Despite the totoaba’s listing on Appendix I of the Convention on International Trade in Endangered Species (CITES) and a consequent ban on all international trade, Hong Kong is one of the biggest buyers of totoaba maw, mainly to supply the even bigger demand in mainland China (Environmental Investigation Agency, 2016). In 2017 alone, the city imported 3,272 tonnes of totoaba maw, worth approximately HK$2 billion (Leung, 2018). Meanwhile, a 2015 Greenpeace survey of 70 dried seafood shops in Sheung Wan identified at least 13 as potential sellers (Kao, 2015) and totoaba maw is openly sold on online shopping platforms (Environmental Investigation Agency, 2016).
Even before 2013, the Asian fish maw trade had been devastating for the totoaba. For much of the 20th century, demand for fish maw spurred increasingly concerted and aggressive fishing methods that eventually led to large numbers of reproductively-active totoaba being caught. By 1975, the fishery had all but collapsed due to overfishing and the degradation of the Colorado River delta, prompting a permanent fishing ban by the Mexican government that same year and a ban on all international totoaba trade in 1977 (Juarez et al, 2016). In the early 2010s, there were tentative signs that the species may have begun a modest recovery (Valenzuela-Quiñonez et al, 2015).
But while the bans are still in effect, illegal fishing facilitated by poor law enforcement and especially the recent spike in Chinese demand for totoaba maw has continued, setting back any population recovery that may have occurred. The predictability of totoaba migration routes and spawning locations and their tendency to aggregate during spawning makes it easy to catch large numbers of them. Often, poachers will set anchored gillnets at night and leave them for several days, reducing their chances of detection. Fishing activity is particularly high in the breeding season just before the adult totoaba are ready to spawn, preventing population replenishment (Juarez et al, 2016, Environmental Investigation Agency, 2016).

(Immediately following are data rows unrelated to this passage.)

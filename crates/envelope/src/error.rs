//! Error type for envelope computations.
//!
//! Infeasible vertex candidates and singular systems are filtered inside the
//! vertex search and never show up here. Only caller mistakes (mixed
//! dimensions) and LP failures in the optimistic bound are surfaced.

use thiserror::Error;

#[derive(Debug, Clone, PartialEq, Eq, Error)]
pub enum EnvelopeError {
    /// Hyperplanes, vertices or the query point disagree on the number of states.
    #[error("dimension mismatch: expected {expected} coordinates, found {found}")]
    DimensionMismatch { expected: usize, found: usize },

    /// The optimistic LP has no feasible hyperplane. Indicates malformed input.
    #[error("optimistic-value LP is infeasible")]
    LpInfeasible,

    /// The known vertices do not pin the query point down (e.g. missing simplex corners).
    #[error("optimistic-value LP is unbounded")]
    LpUnbounded,

    #[error("LP solver hit its pivot limit")]
    LpIterationLimit,
}

pub type Result<T> = std::result::Result<T, EnvelopeError>;
//! Optimistic envelope value at a point from known (vertex, value) pairs.
//!
//! LP over free coefficients `h ∈ R^S`:
//!
//! ```text
//! maximize    p · h
//! subject to  v_k · h <= value_k     for every known pair (v_k, value_k)
//! ```
//!
//! The optimum is the largest value any linear functional can take at `p`
//! without exceeding a known vertex value, i.e. an upper bound on what the
//! envelope can still be at `p`. Used when evaluating the true envelope at a
//! point is expensive (e.g. one full solve per point in linear support).
//! Coefficients are unbounded since the optimistic plane may dip negative.

use nalgebra::DVector;
use tracing::warn;

use crate::error::{EnvelopeError, Result};
use crate::lp::{Constraint, DenseSimplex, LinearProgram, LpOutcome, Sense};
use crate::types::Vertex;

/// Upper bound on the envelope at `p` given `known`, solved with [`DenseSimplex`].
///
/// Returns `Ok(0.0)` for an empty `known`. That zero carries no information;
/// callers should not treat it as a bound.
pub fn compute_optimistic_value(p: &DVector<f64>, known: &[Vertex]) -> Result<f64> {
    compute_optimistic_value_with::<DenseSimplex>(p, known)
}

/// Same as [`compute_optimistic_value`] with a caller-chosen LP backend.
///
/// Errors
/// - `DimensionMismatch` if a known point has a different length than `p`.
/// - `LpInfeasible` / `LpUnbounded` / `LpIterationLimit` when the LP does not
///   reach an optimum. Unbounded typically means the known points do not
///   surround `p` (missing simplex corners).
pub fn compute_optimistic_value_with<L: LinearProgram>(
    p: &DVector<f64>,
    known: &[Vertex],
) -> Result<f64> {
    if known.is_empty() {
        return Ok(0.0);
    }
    let s = p.len();
    if let Some(v) = known.iter().find(|v| v.dim() != s) {
        return Err(EnvelopeError::DimensionMismatch {
            expected: s,
            found: v.dim(),
        });
    }

    let mut lp = L::new(s);
    lp.set_objective(p, Sense::Maximize);
    for var in 0..s {
        lp.set_unbounded(var);
    }
    for v in known {
        lp.push_row(&v.point, Constraint::LessEqual, v.value);
    }

    // The optimistic hyperplane itself is not needed.
    match lp.solve() {
        LpOutcome::Optimal(solution) => Ok(solution.objective),
        LpOutcome::Infeasible => {
            warn!(states = s, known = known.len(), "optimistic LP infeasible");
            Err(EnvelopeError::LpInfeasible)
        }
        LpOutcome::Unbounded => {
            warn!(states = s, known = known.len(), "optimistic LP unbounded");
            Err(EnvelopeError::LpUnbounded)
        }
        LpOutcome::IterationLimit => {
            warn!(states = s, known = known.len(), "optimistic LP hit pivot limit");
            Err(EnvelopeError::LpIterationLimit)
        }
    }
}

More alarming than the effects of the totoaba trade on the fish itself however, is its effects on a non-target species: the vaquita. Also unique to the Gulf of California, this tiny, critically endangered porpoise is roughly the same size as a totoaba and so is easily caught as bycatch in the same gillnets. It is estimated that nearly one in five vaquitas caught dies by drowning in gillnets, leading to a drastic plunge in their numbers (WWF, 2020). In 2018, the global vaquita population was estimated at fewer than 19 individuals (Jaramillo-Legorreta et al, 2019), a number that will likely decline further given the continuation of illegal fishing in protected areas for them (Sullivan Brennan, 2019).
How can Hong Kong help?
While Mexico implemented a permanent gillnet ban for the Gulf of California in 2017 (La Porte, 2017) and authorities in California (a transit point for fish maw smugglers between Mexico and China) have made several seizures and prosecutions, Hong Kong’s enforcement efforts against the totoaba trade have been comparatively lacking. Between 2013 and 2015, far fewer seizures of totoaba maw were made here than in Mexico or the US during the same period. Moreover, a lack of routine checks of fish maw consignments by border control agents makes smuggling it between Hong Kong and southern China easy (Environmental Investigation Agency, 2016).
One reason is that the current budget for tackling the wildlife trade in Hong Kong (HK$47.5 million in 2018–2019) is too small for effective law enforcement, prosecution or investigation. Even when prosecutions do occur, they tend to be for low-level operatives within smuggling networks, because there is currently no investigative capacity or mandate to catch the powerful crime bosses and kingpins behind those networks (Sadovy, 2020).
To more effectively tackle the wildlife trade in general, the budget for doing so should be increased significantly to enhance investigative capacity. For tackling the totoaba trade, this means increased surveillance of seafood markets, more seizures of suspected totoaba maw and the closure of enterprises involved in the trade (Environmental Investigation Agency, 2016). Wildlife crimes should be included under Hong Kong’s Organised and Serious Crimes Ordinance (Cap 455), allowing them to be treated with the same level of seriousness as drug trafficking and granting investigators more power to trace and prosecute crimes bosses and kingpins (Kao, 2018; Sadovy, 2020). If implemented immediately, such measures may halt the loss of the totoaba and vaquita, the latter of which has shown signs of breeding despite its low population (Sullivan Brennan, 2019).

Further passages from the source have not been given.